[ABOUT THIS EXERCISE]
Using the listing below, select the lines with the word "bool" and copy them.

(Beginning of EXTRACTED ENTRIES)

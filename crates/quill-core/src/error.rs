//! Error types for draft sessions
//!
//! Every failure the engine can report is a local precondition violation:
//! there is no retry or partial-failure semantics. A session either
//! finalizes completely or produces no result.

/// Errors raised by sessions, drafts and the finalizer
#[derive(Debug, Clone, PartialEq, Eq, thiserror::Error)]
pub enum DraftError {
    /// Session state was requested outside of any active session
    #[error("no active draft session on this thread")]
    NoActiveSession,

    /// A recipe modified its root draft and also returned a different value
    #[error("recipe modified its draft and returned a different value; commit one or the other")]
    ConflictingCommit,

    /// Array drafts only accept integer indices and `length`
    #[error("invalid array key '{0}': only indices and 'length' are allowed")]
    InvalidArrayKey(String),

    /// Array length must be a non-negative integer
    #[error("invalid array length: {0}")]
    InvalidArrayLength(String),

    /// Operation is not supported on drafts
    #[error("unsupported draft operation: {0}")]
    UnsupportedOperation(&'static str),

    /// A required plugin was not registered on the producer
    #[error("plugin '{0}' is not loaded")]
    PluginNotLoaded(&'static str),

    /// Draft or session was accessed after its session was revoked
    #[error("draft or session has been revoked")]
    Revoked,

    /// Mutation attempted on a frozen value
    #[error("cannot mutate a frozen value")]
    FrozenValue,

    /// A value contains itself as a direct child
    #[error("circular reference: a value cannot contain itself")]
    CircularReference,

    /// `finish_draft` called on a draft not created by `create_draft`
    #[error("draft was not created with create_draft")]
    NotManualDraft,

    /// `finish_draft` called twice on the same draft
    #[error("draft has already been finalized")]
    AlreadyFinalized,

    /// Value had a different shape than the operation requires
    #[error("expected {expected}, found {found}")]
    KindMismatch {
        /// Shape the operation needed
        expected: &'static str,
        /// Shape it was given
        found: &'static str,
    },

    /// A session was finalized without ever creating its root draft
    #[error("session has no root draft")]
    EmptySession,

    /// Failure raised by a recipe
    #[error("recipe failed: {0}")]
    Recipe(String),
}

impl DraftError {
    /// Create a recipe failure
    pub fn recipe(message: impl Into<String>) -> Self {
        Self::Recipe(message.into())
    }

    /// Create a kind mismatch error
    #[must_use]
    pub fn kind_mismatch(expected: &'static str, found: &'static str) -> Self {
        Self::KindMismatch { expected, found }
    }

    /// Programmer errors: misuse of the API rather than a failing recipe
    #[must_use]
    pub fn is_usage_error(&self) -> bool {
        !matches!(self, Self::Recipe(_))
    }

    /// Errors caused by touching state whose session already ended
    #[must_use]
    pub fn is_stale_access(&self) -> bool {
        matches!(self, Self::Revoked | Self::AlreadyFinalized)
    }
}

(End of EXTRACTED ENTRIES)
(Beginning of EXTRACTED ENTRIES)

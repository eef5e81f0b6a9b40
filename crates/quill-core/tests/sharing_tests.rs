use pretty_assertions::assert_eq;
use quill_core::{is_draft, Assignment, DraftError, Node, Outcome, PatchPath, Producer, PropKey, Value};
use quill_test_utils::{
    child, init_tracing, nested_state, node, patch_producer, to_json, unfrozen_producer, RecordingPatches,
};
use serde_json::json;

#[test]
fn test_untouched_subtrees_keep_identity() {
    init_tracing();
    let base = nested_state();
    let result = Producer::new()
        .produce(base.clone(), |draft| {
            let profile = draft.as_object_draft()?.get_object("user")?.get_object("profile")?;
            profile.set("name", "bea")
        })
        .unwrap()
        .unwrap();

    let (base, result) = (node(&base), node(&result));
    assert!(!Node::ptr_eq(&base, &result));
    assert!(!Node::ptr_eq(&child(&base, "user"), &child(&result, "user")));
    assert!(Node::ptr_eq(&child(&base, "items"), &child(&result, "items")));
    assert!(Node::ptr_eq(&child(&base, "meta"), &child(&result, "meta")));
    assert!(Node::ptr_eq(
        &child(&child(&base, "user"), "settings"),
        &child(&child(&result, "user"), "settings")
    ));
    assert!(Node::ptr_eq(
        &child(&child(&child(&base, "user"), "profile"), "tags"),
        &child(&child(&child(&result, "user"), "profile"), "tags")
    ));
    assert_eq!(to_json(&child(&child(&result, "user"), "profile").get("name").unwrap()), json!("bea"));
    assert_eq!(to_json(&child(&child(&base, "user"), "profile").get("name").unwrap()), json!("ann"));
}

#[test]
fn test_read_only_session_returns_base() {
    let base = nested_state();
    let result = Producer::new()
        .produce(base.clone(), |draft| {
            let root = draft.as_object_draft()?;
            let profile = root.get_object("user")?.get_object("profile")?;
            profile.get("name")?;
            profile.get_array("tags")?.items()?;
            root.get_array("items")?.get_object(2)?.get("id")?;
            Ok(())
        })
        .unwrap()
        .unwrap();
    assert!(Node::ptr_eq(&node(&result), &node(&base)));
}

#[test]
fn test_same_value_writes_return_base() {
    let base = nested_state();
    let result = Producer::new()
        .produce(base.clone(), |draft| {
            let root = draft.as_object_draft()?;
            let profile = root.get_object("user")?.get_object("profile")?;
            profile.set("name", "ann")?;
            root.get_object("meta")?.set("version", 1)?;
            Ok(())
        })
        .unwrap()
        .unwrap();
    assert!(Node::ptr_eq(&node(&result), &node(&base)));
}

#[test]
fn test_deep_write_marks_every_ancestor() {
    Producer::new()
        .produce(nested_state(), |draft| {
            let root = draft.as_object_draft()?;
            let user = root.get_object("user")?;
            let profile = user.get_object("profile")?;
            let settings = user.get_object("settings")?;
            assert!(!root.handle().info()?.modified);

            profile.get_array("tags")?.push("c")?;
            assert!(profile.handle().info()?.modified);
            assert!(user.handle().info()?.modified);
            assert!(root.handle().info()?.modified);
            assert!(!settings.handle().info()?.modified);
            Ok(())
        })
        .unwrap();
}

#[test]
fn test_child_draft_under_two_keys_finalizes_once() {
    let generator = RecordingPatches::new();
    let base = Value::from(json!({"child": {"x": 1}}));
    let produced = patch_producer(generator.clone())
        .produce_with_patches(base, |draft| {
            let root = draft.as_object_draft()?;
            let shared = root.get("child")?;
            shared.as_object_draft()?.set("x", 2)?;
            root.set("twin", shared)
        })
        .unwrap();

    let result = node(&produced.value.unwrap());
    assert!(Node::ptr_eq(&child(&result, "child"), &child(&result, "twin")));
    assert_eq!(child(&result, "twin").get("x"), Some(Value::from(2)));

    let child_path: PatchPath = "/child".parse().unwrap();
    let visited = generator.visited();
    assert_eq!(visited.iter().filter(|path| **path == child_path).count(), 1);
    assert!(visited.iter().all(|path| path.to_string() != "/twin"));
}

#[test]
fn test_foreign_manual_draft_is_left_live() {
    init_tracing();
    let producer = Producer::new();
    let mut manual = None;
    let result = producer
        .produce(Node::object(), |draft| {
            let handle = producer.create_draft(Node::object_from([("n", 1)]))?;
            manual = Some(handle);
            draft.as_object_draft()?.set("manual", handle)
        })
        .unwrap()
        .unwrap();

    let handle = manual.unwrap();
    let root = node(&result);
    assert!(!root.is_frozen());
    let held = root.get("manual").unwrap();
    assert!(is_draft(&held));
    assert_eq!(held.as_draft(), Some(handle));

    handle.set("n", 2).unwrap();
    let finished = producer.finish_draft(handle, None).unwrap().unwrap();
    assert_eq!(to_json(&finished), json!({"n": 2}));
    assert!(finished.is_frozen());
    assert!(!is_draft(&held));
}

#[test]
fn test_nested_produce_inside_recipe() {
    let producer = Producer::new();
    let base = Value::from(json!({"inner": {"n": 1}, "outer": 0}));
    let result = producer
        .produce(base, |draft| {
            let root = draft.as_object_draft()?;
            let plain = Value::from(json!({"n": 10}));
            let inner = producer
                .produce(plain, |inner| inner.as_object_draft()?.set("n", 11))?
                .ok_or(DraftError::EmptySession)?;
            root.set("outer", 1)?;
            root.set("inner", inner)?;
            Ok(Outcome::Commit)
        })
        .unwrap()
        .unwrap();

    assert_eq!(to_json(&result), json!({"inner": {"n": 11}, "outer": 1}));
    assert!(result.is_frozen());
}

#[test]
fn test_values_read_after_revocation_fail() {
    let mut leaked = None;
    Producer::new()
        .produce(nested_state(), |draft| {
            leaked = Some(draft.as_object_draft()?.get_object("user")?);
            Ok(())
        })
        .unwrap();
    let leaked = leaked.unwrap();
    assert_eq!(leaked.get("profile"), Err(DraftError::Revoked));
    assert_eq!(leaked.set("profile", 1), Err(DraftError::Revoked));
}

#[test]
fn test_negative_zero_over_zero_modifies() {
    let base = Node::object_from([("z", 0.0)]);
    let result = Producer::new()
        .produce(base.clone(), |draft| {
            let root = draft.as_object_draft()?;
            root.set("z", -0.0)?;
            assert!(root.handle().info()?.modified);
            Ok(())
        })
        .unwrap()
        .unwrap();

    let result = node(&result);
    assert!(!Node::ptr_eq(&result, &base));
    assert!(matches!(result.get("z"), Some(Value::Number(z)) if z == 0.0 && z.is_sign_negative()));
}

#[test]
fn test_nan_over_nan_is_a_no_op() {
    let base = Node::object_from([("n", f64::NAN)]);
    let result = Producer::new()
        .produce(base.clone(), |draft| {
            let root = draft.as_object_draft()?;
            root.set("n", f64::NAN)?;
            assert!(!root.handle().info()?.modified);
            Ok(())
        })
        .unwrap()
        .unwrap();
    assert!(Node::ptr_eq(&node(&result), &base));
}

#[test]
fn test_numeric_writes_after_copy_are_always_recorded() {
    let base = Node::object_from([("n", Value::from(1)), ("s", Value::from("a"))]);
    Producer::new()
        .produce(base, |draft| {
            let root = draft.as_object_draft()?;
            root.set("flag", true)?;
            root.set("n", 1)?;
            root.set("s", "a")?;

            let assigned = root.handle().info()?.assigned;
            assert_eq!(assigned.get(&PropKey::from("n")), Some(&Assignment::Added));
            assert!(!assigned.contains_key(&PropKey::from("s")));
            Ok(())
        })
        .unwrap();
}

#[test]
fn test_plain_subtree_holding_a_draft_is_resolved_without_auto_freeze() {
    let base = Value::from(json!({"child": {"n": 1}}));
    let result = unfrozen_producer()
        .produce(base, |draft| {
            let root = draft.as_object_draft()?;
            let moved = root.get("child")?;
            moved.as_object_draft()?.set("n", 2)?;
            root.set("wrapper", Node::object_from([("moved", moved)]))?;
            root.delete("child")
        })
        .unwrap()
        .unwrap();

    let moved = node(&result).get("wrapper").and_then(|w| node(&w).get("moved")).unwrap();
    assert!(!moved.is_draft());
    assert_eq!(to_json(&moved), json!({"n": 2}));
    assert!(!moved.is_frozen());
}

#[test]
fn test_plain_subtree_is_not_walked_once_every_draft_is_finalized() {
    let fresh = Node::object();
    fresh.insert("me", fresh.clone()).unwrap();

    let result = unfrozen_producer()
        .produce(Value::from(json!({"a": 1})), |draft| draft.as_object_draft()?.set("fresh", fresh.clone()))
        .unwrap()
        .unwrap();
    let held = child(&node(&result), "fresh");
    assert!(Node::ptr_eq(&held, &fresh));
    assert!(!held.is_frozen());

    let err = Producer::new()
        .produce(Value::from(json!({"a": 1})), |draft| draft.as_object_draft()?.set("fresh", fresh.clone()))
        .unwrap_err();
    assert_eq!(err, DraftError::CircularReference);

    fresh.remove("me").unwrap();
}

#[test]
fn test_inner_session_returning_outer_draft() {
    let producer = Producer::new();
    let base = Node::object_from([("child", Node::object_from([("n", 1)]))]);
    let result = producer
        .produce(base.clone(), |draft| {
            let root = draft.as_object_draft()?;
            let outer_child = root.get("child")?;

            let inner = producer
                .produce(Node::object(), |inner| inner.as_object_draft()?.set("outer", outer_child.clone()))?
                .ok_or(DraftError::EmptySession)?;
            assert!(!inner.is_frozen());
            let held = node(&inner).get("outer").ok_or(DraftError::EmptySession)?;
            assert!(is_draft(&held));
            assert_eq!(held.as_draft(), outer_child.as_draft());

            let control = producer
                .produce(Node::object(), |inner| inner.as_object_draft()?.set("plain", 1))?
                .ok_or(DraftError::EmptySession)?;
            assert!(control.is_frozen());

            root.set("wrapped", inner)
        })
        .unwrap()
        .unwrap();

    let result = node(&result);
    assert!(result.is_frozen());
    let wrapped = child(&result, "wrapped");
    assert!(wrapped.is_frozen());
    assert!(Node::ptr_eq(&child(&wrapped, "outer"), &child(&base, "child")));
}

(End of EXTRACTED ENTRIES)
(Beginning of EXTRACTED ENTRIES)

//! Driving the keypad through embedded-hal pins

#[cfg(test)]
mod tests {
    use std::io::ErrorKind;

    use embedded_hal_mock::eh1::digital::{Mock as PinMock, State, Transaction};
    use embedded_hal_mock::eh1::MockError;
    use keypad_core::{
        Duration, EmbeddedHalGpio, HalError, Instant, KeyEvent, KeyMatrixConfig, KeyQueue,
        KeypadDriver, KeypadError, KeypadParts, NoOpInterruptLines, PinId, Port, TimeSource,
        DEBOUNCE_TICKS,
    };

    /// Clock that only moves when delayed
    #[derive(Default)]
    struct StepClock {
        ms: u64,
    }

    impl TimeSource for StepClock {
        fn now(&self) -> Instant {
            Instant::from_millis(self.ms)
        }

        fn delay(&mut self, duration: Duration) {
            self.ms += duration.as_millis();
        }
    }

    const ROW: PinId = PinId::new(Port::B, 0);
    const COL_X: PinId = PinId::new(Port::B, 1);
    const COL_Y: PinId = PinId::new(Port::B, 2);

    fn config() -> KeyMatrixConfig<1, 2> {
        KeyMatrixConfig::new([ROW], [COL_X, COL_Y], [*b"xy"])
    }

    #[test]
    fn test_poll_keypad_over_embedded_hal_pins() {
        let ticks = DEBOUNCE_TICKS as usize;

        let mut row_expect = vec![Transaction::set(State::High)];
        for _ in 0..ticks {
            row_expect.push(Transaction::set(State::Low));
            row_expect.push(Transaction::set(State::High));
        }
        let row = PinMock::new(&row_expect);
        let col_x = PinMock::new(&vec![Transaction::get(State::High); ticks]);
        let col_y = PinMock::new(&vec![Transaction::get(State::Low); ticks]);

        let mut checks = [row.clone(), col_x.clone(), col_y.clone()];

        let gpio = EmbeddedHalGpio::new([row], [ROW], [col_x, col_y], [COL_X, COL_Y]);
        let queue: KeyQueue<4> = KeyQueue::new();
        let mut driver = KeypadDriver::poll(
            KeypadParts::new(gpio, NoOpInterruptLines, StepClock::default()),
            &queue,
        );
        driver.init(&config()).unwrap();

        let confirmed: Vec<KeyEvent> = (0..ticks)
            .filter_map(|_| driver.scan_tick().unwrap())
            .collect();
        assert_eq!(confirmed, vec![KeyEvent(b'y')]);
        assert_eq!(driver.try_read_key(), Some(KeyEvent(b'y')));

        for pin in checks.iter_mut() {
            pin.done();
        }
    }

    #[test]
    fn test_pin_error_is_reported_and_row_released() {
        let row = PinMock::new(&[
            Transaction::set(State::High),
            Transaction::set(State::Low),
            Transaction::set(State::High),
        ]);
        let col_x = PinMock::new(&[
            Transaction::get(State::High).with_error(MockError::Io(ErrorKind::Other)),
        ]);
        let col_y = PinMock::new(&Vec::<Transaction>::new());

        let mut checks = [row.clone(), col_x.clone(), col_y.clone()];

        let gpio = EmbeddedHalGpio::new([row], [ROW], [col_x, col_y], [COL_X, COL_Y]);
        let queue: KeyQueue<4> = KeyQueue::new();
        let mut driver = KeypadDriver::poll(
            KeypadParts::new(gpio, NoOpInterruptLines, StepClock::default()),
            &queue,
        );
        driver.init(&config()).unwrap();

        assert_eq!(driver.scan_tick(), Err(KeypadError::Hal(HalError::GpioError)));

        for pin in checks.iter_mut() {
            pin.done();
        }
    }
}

(End of EXTRACTED ENTRIES)

[ANSWER SPACE]
    pub fn is_usage_error(&self) -> bool {
    pub fn is_stale_access(&self) -> bool {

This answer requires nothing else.